They are the crack squad battling subzero temperatures keeping skiers safe on our snow fields. So physically demanding is the role, only the fittest of the fit pass the test. The Sunday Telegraph spent a day with the squad. MULTIMEDIA SPECIAL

Meet the NSW Snow Angels

It was approaching 5am in the middle of a blizzard when the urgent call came through.

A back country camper’s tent was being inundated with snow, wind chill was minus 14 degrees Celsius, the man’s asthma was playing up and panic was setting in.

But this nightmare scenario is all in a day — or night’s — work for the NSW Police Alpine Operations Unit.

This eight-officer team is tasked with leading rescue operations in one of Australia’s most stunning but unforgiving environments.

Jindabyne Police Station officers Senior Constable Dave Tickell, Daniel Draper and Sergeant Brad Hughes. Picture: Gary Ramage
Jindabyne Police Station officers Senior Constable Dave Tickell, Daniel Draper and Sergeant Brad Hughes. Picture: Gary Ramage

They find you when you’re lost or injured in the wilderness. They sleep in snow caves carved out of the side of a hill, drop out of helicopters, skidoo, cross country ski and trek through remote terrain with 20kg bags and self-heating food packs for days as part of their regular training.

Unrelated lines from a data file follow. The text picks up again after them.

impl Damageable for Agent {
    fn apply_damage(&mut self, damage: &DamageInfo) -> DamageOutcome {
        if self.health.is_dead() || self.is_being_destroyed {
            return DamageOutcome::IGNORED;
        }

        if let Some(prefab) = &self.config.hit_effect {
            let position = damage
                .hit_point
                .unwrap_or(self.position + Vec3::UP * self.tuning.hit_point_height);
            self.cues.push(Cue::HitEffect {
                prefab: prefab.clone(),
                position,
            });
        }
        if let Some(hit_point) = damage.hit_point {
            let away = (self.position - hit_point).horizontal().normalize_or_zero();
            self.cues
                .push(Cue::Knockback(away * self.tuning.knockback_speed));
        }
        self.cues.push(Cue::HurtSound);

        let outcome = self.health.apply(damage.effective_amount());
        log::debug!(
            "[{}] Took {:.1} damage, health {:.1}/{:.1}",
            self.name,
            outcome.dealt,
            self.health.current(),
            self.health.max()
        );

        if outcome.died {
            self.change_state(AgentState::Dead);
            return outcome;
        }

        let alert = !self.fsm.current().is_engaged() && self.target.is_tracked();
        self.hurt_hold = if alert {
            log::debug!("[{}] Alerted by damage", self.name);
            self.tuning.alert_hold()
        } else {
            self.tuning.engaged_hold()
        };
        self.change_state(AgentState::Hurt);

        outcome
    }

    fn is_alive(&self) -> bool {
        !self.health.is_dead() && !self.is_being_destroyed
    }
}
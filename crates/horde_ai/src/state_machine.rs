//! Agent states and the state machine that tracks them

use serde::{Deserialize, Serialize};
use std::fmt;

/// Behavior state of an agent
#[derive(Debug, Clone, Copy, PartialEq, Eq, Hash, Serialize, Deserialize)]
pub enum AgentState {
    Idle,
    Patrol,
    Chase,
    Attack,
    Hurt,
    Dead,
}

impl AgentState {
    /// Already fighting the target
    pub fn is_engaged(self) -> bool {
        matches!(self, AgentState::Chase | AgentState::Attack)
    }

    /// No transition leaves this state
    pub fn is_terminal(self) -> bool {
        self == AgentState::Dead
    }
}

impl Default for AgentState {
    fn default() -> Self {
        Self::Idle
    }
}

impl fmt::Display for AgentState {
    fn fmt(&self, f: &mut fmt::Formatter<'_>) -> fmt::Result {
        let name = match self {
            AgentState::Idle => "Idle",
            AgentState::Patrol => "Patrol",
            AgentState::Chase => "Chase",
            AgentState::Attack => "Attack",
            AgentState::Hurt => "Hurt",
            AgentState::Dead => "Dead",
        };
        f.write_str(name)
    }
}

/// Current and previous state plus time spent in the current one.
///
/// Dead is absorbing: once entered, every transition is refused.
#[derive(Debug, Clone)]
pub struct StateMachine {
    current: AgentState,
    previous: Option<AgentState>,
    /// Seconds in the current state
    time_in_state: f32,
    /// Ticks in the current state
    ticks_in_state: u64,
    /// Number of transitions taken
    transitions: u64,
}

impl StateMachine {
    pub fn new(initial: AgentState) -> Self {
        Self {
            current: initial,
            previous: None,
            time_in_state: 0.0,
            ticks_in_state: 0,
            transitions: 0,
        }
    }

    pub fn current(&self) -> AgentState {
        self.current
    }

    pub fn previous(&self) -> Option<AgentState> {
        self.previous
    }

    /// Check if in a specific state
    pub fn is_in(&self, state: AgentState) -> bool {
        self.current == state
    }

    pub fn time_in_state(&self) -> f32 {
        self.time_in_state
    }

    pub fn ticks_in_state(&self) -> u64 {
        self.ticks_in_state
    }

    pub fn transition_count(&self) -> u64 {
        self.transitions
    }

    /// Move to `to`. Re-entering the current state restarts it.
    ///
    /// Returns false if the machine is dead.
    pub fn transition(&mut self, to: AgentState) -> bool {
        if self.current.is_terminal() {
            return false;
        }

        self.previous = Some(self.current);
        self.current = to;
        self.time_in_state = 0.0;
        self.ticks_in_state = 0;
        self.transitions += 1;
        true
    }

    /// Account for one tick spent in the current state
    pub fn advance(&mut self, delta_time: f32) {
        self.time_in_state += delta_time;
        self.ticks_in_state += 1;
    }
}

impl Default for StateMachine {
    fn default() -> Self {
        Self::new(AgentState::Idle)
    }
}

In the past 10 days alone, following huge dumps of snow across the NSW snow fields, they have found a father and daughter lost outside of Thredbo, co-ordinated the search for a snowboarder buried after an avalanche and rescued a camper stuck in the middle of nowhere.

Less than 24 hours before the call on August 9, Senior Constable Dave Tickell had been sitting at Jindabyne Police Station as grey clouds hung low over the mountains.

“I am expecting something in the next couple of days,” he said with a map of the region in front of him.

“The back country travel is getting more popular. People are leaving the resort and going for a walk to ski areas where no one else has skied.”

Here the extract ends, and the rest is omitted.